**PROBLEM TO SOLVE:** Word for word, transcribe the material below from its first line to the line with "use toggle_flags_core::FlagConfiguration;", both included.
RECORDS FOR THE TASK section start
// Copyright (c) 2025 Geoffrey Huntley <ghuntley@ghuntley.com>. All rights reserved.
// SPDX-License-Identifier: Proprietary

//! Read-through resolution of flag configuration.
//!
//! Order of operations:
//! 1. Cache lookup. Errors, timeouts and undecodable payloads count as a miss.
//! 2. Store lookup. A missing project, feature or environment is `NotFound`.
//! 3. Best-effort cache write of the resolved configuration.
//!
//! Concurrent misses for the same key each query the store; there is no
//! in-flight coalescing.

use std::sync::Arc;
use std::time::Duration;

use tokio::time::timeout;
use tracing::{debug, instrument, warn};

use toggle_flags_core::FlagConfiguration;

use crate::cache::{cache_key, FlagCache, DEFAULT_CACHE_TTL};
use crate::error::{FlagsServerError, Result};
use crate::store::ConfigStore;

/// Default bound on each cache or store call.
pub const DEFAULT_DEPENDENCY_TIMEOUT: Duration = Duration::from_millis(250);

/// Tuning for [`ConfigResolver`].
#[derive(Debug, Clone, Copy, PartialEq, Eq)]
pub struct ResolverConfig {
	pub cache_ttl: Duration,
	pub dependency_timeout: Duration,
}

impl Default for ResolverConfig {
	fn default() -> Self {
		Self {
			cache_ttl: DEFAULT_CACHE_TTL,
			dependency_timeout: DEFAULT_DEPENDENCY_TIMEOUT,
		}
	}
}

pub struct ConfigResolver {
	store: Arc<dyn ConfigStore>,
	cache: Arc<dyn FlagCache>,
	config: ResolverConfig,
}

impl ConfigResolver {
	pub fn new(store: Arc<dyn ConfigStore>, cache: Arc<dyn FlagCache>) -> Self {
		Self::with_config(store, cache, ResolverConfig::default())
	}

	pub fn with_config(
		store: Arc<dyn ConfigStore>,
		cache: Arc<dyn FlagCache>,
		config: ResolverConfig,
	) -> Self {
		Self {
			store,
			cache,
			config,
		}
	}

	pub fn config(&self) -> ResolverConfig {
		self.config
	}

	pub fn store(&self) -> &Arc<dyn ConfigStore> {
		&self.store
	}

	/// Resolves the configuration for one flag in one environment.
	#[instrument(skip(self, api_key), fields(feature_key = %feature_key, environment = %environment))]
	pub async fn resolve(
		&self,
		api_key: &str,
		feature_key: &str,
		environment: &str,
	) -> Result<FlagConfiguration> {
		let key = cache_key(api_key, feature_key, environment);

		if let Some(config) = self.read_cache(&key).await {
			return Ok(config);
		}

		let config = self.read_store(api_key, feature_key, environment).await?;
		self.write_cache(&key, &config).await;
		Ok(config)
	}

	fn timeout_ms(&self) -> u64 {
		u64::try_from(self.config.dependency_timeout.as_millis()).unwrap_or(u64::MAX)
	}

	async fn read_cache(&self, key: &str) -> Option<FlagConfiguration> {
		match timeout(self.config.dependency_timeout, self.cache.get(key)).await {
			Ok(Ok(Some(payload))) => match decode_cached(&payload) {
				Ok(config) => {
					debug!("cache hit");
					Some(config)
				}
				Err(e) => {
					warn!(error = %e, "undecodable cache entry, treating as miss");
					None
				}
			},
			Ok(Ok(None)) => {
				debug!("cache miss");
				None
			}
			Ok(Err(e)) => {
				warn!(error = %e, "cache read failed, treating as miss");
				None
			}
			Err(_) => {
				warn!(timeout_ms = self.timeout_ms(), "cache read timed out, treating as miss");
				None
			}
		}
	}

	async fn read_store(
		&self,
		api_key: &str,
		feature_key: &str,
		environment: &str,
	) -> Result<FlagConfiguration> {
		let lookup = self.store.lookup(api_key, feature_key, environment);
		match timeout(self.config.dependency_timeout, lookup).await {
			Ok(Ok(Some(config))) => Ok(config),
			Ok(Ok(None)) => {
				debug!("no configuration in store");
				Err(FlagsServerError::NotFound)
			}
			Ok(Err(e)) => {
				warn!(error = %e, "configuration store lookup failed");
				Err(FlagsServerError::DependencyUnavailable(format!(
					"configuration store: {e}"
				)))
			}
			Err(_) => {
				warn!(timeout_ms = self.timeout_ms(), "configuration store lookup timed out");
				Err(FlagsServerError::DependencyTimeout {
					dependency: "configuration store",
					timeout_ms: self.timeout_ms(),
				})
			}
		}
	}

	async fn write_cache(&self, key: &str, config: &FlagConfiguration) {
		let payload = match encode_for_cache(config) {
			Ok(payload) => payload,
			Err(e) => {
				warn!(error = %e, "failed to serialize configuration for cache");
				return;
			}
		};

		let write = self.cache.set_with_ttl(key, payload, self.config.cache_ttl);
		match timeout(self.config.dependency_timeout, write).await {
			Ok(Ok(())) => debug!(ttl_secs = self.config.cache_ttl.as_secs(), "cached configuration"),
			Ok(Err(e)) => warn!(error = %e, "cache write failed"),
			Err(_) => warn!(timeout_ms = self.timeout_ms(), "cache write timed out"),
		}
	}
}

fn encode_for_cache(config: &FlagConfiguration) -> Result<String> {
	Ok(serde_json::to_string(config)?)
}

fn decode_cached(payload: &str) -> Result<FlagConfiguration> {
	Ok(serde_json::from_str(payload)?)
}

#[cfg(test)]
mod tests {
	use super::*;
	use crate::cache::InMemoryFlagCache;
	use crate::store::InMemoryConfigStore;
	use async_trait::async_trait;
	use serde_json::json;
	use std::sync::atomic::{AtomicUsize, Ordering};

	struct FailingCache {
		sets: AtomicUsize,
	}

	#[async_trait]
	impl FlagCache for FailingCache {
		async fn get(&self, _key: &str) -> Result<Option<String>> {
			Err(FlagsServerError::DependencyUnavailable("cache".to_string()))
		}

		async fn set_with_ttl(&self, _key: &str, _value: String, _ttl: Duration) -> Result<()> {
			self.sets.fetch_add(1, Ordering::SeqCst);
			Err(FlagsServerError::DependencyUnavailable("cache".to_string()))
		}
	}

	struct HangingCache;

	#[async_trait]
	impl FlagCache for HangingCache {
		async fn get(&self, _key: &str) -> Result<Option<String>> {
			tokio::time::sleep(Duration::from_secs(3600)).await;
			Ok(None)
		}

		async fn set_with_ttl(&self, _key: &str, _value: String, _ttl: Duration) -> Result<()> {
			tokio::time::sleep(Duration::from_secs(3600)).await;
			Ok(())
		}
	}

	struct SlowStore;

	#[async_trait]
	impl ConfigStore for SlowStore {
		async fn lookup(&self, _: &str, _: &str, _: &str) -> Result<Option<FlagConfiguration>> {
			tokio::time::sleep(Duration::from_secs(10)).await;
			Ok(Some(FlagConfiguration::new(true, 100)))
		}
	}

	struct BrokenStore;

	#[async_trait]
	impl ConfigStore for BrokenStore {
		async fn lookup(&self, _: &str, _: &str, _: &str) -> Result<Option<FlagConfiguration>> {
			Err(FlagsServerError::Internal("connection reset".to_string()))
		}
	}

	async fn store_with_flag() -> Arc<InMemoryConfigStore> {
		let store = Arc::new(InMemoryConfigStore::new());
		store
			.insert(
				"key_live",
				"new_checkout",
				"production",
				FlagConfiguration::from_stored(
					true,
					40,
					&[json!({"field": "plan", "operator": "equals", "value": "premium"})],
				),
			)
			.await;
		store
	}

	#[tokio::test]
	async fn test_second_resolution_is_served_from_cache() {
		let store = store_with_flag().await;
		let cache = Arc::new(InMemoryFlagCache::new());
		let resolver = ConfigResolver::new(store.clone(), cache.clone());

		let first = resolver
			.resolve("key_live", "new_checkout", "production")
			.await
			.unwrap();
		let second = resolver
			.resolve("key_live", "new_checkout", "production")
			.await
			.unwrap();

		assert_eq!(first, second);
		assert_eq!(store.lookup_count(), 1);
		assert_eq!(cache.len().await, 1);
	}

	#[tokio::test]
	async fn test_not_found_is_not_cached() {
		let store = store_with_flag().await;
		let cache = Arc::new(InMemoryFlagCache::new());
		let resolver = ConfigResolver::new(store.clone(), cache.clone());

		let err = resolver
			.resolve("key_unknown", "new_checkout", "production")
			.await
			.unwrap_err();
		assert!(err.is_not_found());
		assert_eq!(store.lookup_count(), 1);
		assert!(cache.is_empty().await);

		resolver
			.resolve("key_unknown", "new_checkout", "production")
			.await
			.unwrap_err();
		assert_eq!(store.lookup_count(), 2);
	}

	#[tokio::test(start_paused = true)]
	async fn test_store_is_queried_again_after_ttl() {
		let store = store_with_flag().await;
		let cache = Arc::new(InMemoryFlagCache::new());
		let resolver = ConfigResolver::new(store.clone(), cache);

		resolver
			.resolve("key_live", "new_checkout", "production")
			.await
			.unwrap();
		tokio::time::advance(Duration::from_secs(121)).await;
		resolver
			.resolve("key_live", "new_checkout", "production")
			.await
			.unwrap();

		assert_eq!(store.lookup_count(), 2);
	}

	#[tokio::test(start_paused = true)]
	async fn test_changes_are_stale_until_ttl_expires() {
		let store = store_with_flag().await;
		let cache = Arc::new(InMemoryFlagCache::new());
		let resolver = ConfigResolver::new(store.clone(), cache);

		let before = resolver
			.resolve("key_live", "new_checkout", "production")
			.await
			.unwrap();
		assert!(before.enabled);

		store
			.insert(
				"key_live",
				"new_checkout",
				"production",
				FlagConfiguration::new(false, 40),
			)
			.await;

		tokio::time::advance(Duration::from_secs(60)).await;
		let stale = resolver
			.resolve("key_live", "new_checkout", "production")
			.await
			.unwrap();
		assert!(stale.enabled);

		tokio::time::advance(Duration::from_secs(61)).await;
		let fresh = resolver
			.resolve("key_live", "new_checkout", "production")
			.await
			.unwrap();
		assert!(!fresh.enabled);
	}

	#[tokio::test]
	async fn test_cache_failures_fall_back_to_store() {
		let store = store_with_flag().await;
		let cache = Arc::new(FailingCache {
			sets: AtomicUsize::new(0),
		});
		let resolver = ConfigResolver::new(store.clone(), cache.clone());

		let config = resolver
			.resolve("key_live", "new_checkout", "production")
			.await
			.unwrap();
		assert!(config.enabled);
		assert_eq!(store.lookup_count(), 1);
		assert_eq!(cache.sets.load(Ordering::SeqCst), 1);
	}

	#[tokio::test(start_paused = true)]
	async fn test_hanging_cache_is_bounded() {
		let store = store_with_flag().await;
		let resolver = ConfigResolver::new(store.clone(), Arc::new(HangingCache));

		let config = resolver
			.resolve("key_live", "new_checkout", "production")
			.await
			.unwrap();
		assert_eq!(config.rollout_percentage, 40);
		assert_eq!(store.lookup_count(), 1);
	}

	#[tokio::test]
	async fn test_undecodable_cache_entry_is_a_miss() {
		let store = store_with_flag().await;
		let cache = Arc::new(InMemoryFlagCache::new());
		let key = cache_key("key_live", "new_checkout", "production");
		cache
			.set_with_ttl(&key, "{not json".to_string(), Duration::from_secs(60))
			.await
			.unwrap();

		let resolver = ConfigResolver::new(store.clone(), cache.clone());
		let config = resolver
			.resolve("key_live", "new_checkout", "production")
			.await
			.unwrap();

		assert!(config.enabled);
		assert_eq!(store.lookup_count(), 1);
		let repaired = cache.get(&key).await.unwrap().unwrap();
		assert!(serde_json::from_str::<FlagConfiguration>(&repaired).is_ok());
	}

	#[test]
	fn test_cache_payload_errors_are_serialization_errors() {
		let err = decode_cached("{not json").unwrap_err();
		assert!(matches!(err, FlagsServerError::Serialization(_)));

		let config = FlagConfiguration::new(true, 25);
		let payload = encode_for_cache(&config).unwrap();
		assert_eq!(decode_cached(&payload).unwrap(), config);
	}

	#[tokio::test(start_paused = true)]
	async fn test_slow_store_times_out() {
		let cache = Arc::new(InMemoryFlagCache::new());
		let resolver = ConfigResolver::new(Arc::new(SlowStore), cache.clone());

		let err = resolver.resolve("k", "f", "dev").await.unwrap_err();
		assert!(matches!(
			err,
			FlagsServerError::DependencyTimeout { timeout_ms: 250, .. }
		));
		assert!(cache.is_empty().await);
	}

	#[tokio::test]
	async fn test_store_error_is_unavailable() {
		let resolver = ConfigResolver::new(Arc::new(BrokenStore), Arc::new(InMemoryFlagCache::new()));
		let err = resolver.resolve("k", "f", "dev").await.unwrap_err();
		assert!(matches!(err, FlagsServerError::DependencyUnavailable(_)));
	}

	#[tokio::test]
	async fn test_custom_ttl_is_used() {
		let store = store_with_flag().await;
		let cache = Arc::new(InMemoryFlagCache::new());
		let resolver = ConfigResolver::with_config(
			store,
			cache,
			ResolverConfig {
				cache_ttl: Duration::from_secs(5),
				dependency_timeout: Duration::from_millis(100),
			},
		);
		assert_eq!(resolver.config().cache_ttl, Duration::from_secs(5));
		assert!(resolver
			.resolve("key_live", "new_checkout", "production")
			.await
			.is_ok());
	}

	#[tokio::test]
	async fn test_concurrent_misses_all_resolve() {
		let store = store_with_flag().await;
		let resolver = Arc::new(ConfigResolver::new(
			store.clone(),
			Arc::new(InMemoryFlagCache::new()),
		));

		let handles: Vec<_> = (0..16)
			.map(|_| {
				let resolver = Arc::clone(&resolver);
				tokio::spawn(async move {
					resolver
						.resolve("key_live", "new_checkout", "production")
						.await
				})
			})
			.collect();

		for handle in handles {
			assert!(handle.await.unwrap().is_ok());
		}
		let lookups = store.lookup_count();
		assert!((1..=16).contains(&lookups), "lookups {lookups}");
	}
}
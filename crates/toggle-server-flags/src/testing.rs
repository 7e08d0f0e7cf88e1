// Copyright (c) 2025 Geoffrey Huntley <ghuntley@ghuntley.com>. All rights reserved.
// SPDX-License-Identifier: Proprietary

//! Helpers for tests that need a populated flag database.

use sqlx::sqlite::{SqliteConnectOptions, SqlitePool, SqlitePoolOptions};
use std::str::FromStr;

/// Single-connection in-memory pool; every connection to `:memory:` would
/// otherwise see its own empty database.
pub async fn create_test_pool() -> SqlitePool {
	let options = SqliteConnectOptions::from_str(":memory:")
		.unwrap()
		.create_if_missing(true);

	SqlitePoolOptions::new()
		.max_connections(1)
		.connect_with(options)
		.await
		.expect("Failed to create test pool")
}

/// Inserts a project, feature and environment row, reusing existing parents.
pub async fn seed_flag(
	pool: &SqlitePool,
	api_key: &str,
	feature_key: &str,
	environment: &str,
	enabled: bool,
	rollout_percentage: i64,
	rules: serde_json::Value,
) {
	sqlx::query("INSERT OR IGNORE INTO projects (id, name, api_key) VALUES (?, ?, ?)")
		.bind(format!("project-{api_key}"))
		.bind(api_key)
		.bind(api_key)
		.execute(pool)
		.await
		.unwrap();

	sqlx::query("INSERT OR IGNORE INTO features (id, project_id, key) VALUES (?, ?, ?)")
		.bind(format!("feature-{api_key}-{feature_key}"))
		.bind(format!("project-{api_key}"))
		.bind(feature_key)
		.execute(pool)
		.await
		.unwrap();

	sqlx::query(
		"INSERT OR REPLACE INTO feature_environments \
		 (id, feature_id, environment, status, rollout_percentage, rules) VALUES (?, ?, ?, ?, ?, ?)",
	)
	.bind(format!("env-{api_key}-{feature_key}-{environment}"))
	.bind(format!("feature-{api_key}-{feature_key}"))
	.bind(environment)
	.bind(enabled)
	.bind(rollout_percentage)
	.bind(rules.to_string())
	.execute(pool)
	.await
	.unwrap();
}
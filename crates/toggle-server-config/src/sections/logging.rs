// Copyright (c) 2025 Geoffrey Huntley <ghuntley@ghuntley.com>. All rights reserved.
// SPDX-License-Identifier: Proprietary

//! Logging configuration.

use std::fmt;
use std::str::FromStr;

use serde::Deserialize;

const DEFAULT_LEVEL: &str = "info";

/// Output format of the log subscriber.
#[derive(Debug, Clone, Copy, Default, PartialEq, Eq, Deserialize)]
#[serde(rename_all = "lowercase")]
pub enum LogFormat {
	#[default]
	Text,
	Json,
}

impl fmt::Display for LogFormat {
	fn fmt(&self, f: &mut fmt::Formatter<'_>) -> fmt::Result {
		match self {
			LogFormat::Text => f.write_str("text"),
			LogFormat::Json => f.write_str("json"),
		}
	}
}

impl FromStr for LogFormat {
	type Err = String;

	fn from_str(s: &str) -> Result<Self, Self::Err> {
		match s.to_ascii_lowercase().as_str() {
			"text" | "pretty" => Ok(LogFormat::Text),
			"json" => Ok(LogFormat::Json),
			other => Err(format!("unknown log format '{other}', expected 'text' or 'json'")),
		}
	}
}

#[derive(Debug, Clone)]
pub struct LoggingConfig {
	/// Default filter directive when `RUST_LOG` is unset.
	pub level: String,
	pub format: LogFormat,
}

impl Default for LoggingConfig {
	fn default() -> Self {
		Self {
			level: DEFAULT_LEVEL.to_string(),
			format: LogFormat::Text,
		}
	}
}

#[derive(Debug, Clone, Default, Deserialize)]
pub struct LoggingConfigLayer {
	#[serde(default)]
	pub level: Option<String>,
	#[serde(default)]
	pub format: Option<LogFormat>,
}

impl LoggingConfigLayer {
	pub fn merge(&mut self, other: LoggingConfigLayer) {
		if other.level.is_some() {
			self.level = other.level;
		}
		if other.format.is_some() {
			self.format = other.format;
		}
	}

	pub fn finalize(self) -> LoggingConfig {
		LoggingConfig {
			level: self.level.unwrap_or_else(|| DEFAULT_LEVEL.to_string()),
			format: self.format.unwrap_or_default(),
		}
	}
}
RECORDS FOR THE TASK section end
**SOLUTION TO THE EXERCISE:**
// Copyright (c) 2025 Geoffrey Huntley <ghuntley@ghuntley.com>. All rights reserved.
// SPDX-License-Identifier: Proprietary

//! Read-through resolution of flag configuration.
//!
//! Order of operations:
//! 1. Cache lookup. Errors, timeouts and undecodable payloads count as a miss.
//! 2. Store lookup. A missing project, feature or environment is `NotFound`.
//! 3. Best-effort cache write of the resolved configuration.
//!
//! Concurrent misses for the same key each query the store; there is no
//! in-flight coalescing.

use std::sync::Arc;
use std::time::Duration;

use tokio::time::timeout;
use tracing::{debug, instrument, warn};

use toggle_flags_core::FlagConfiguration;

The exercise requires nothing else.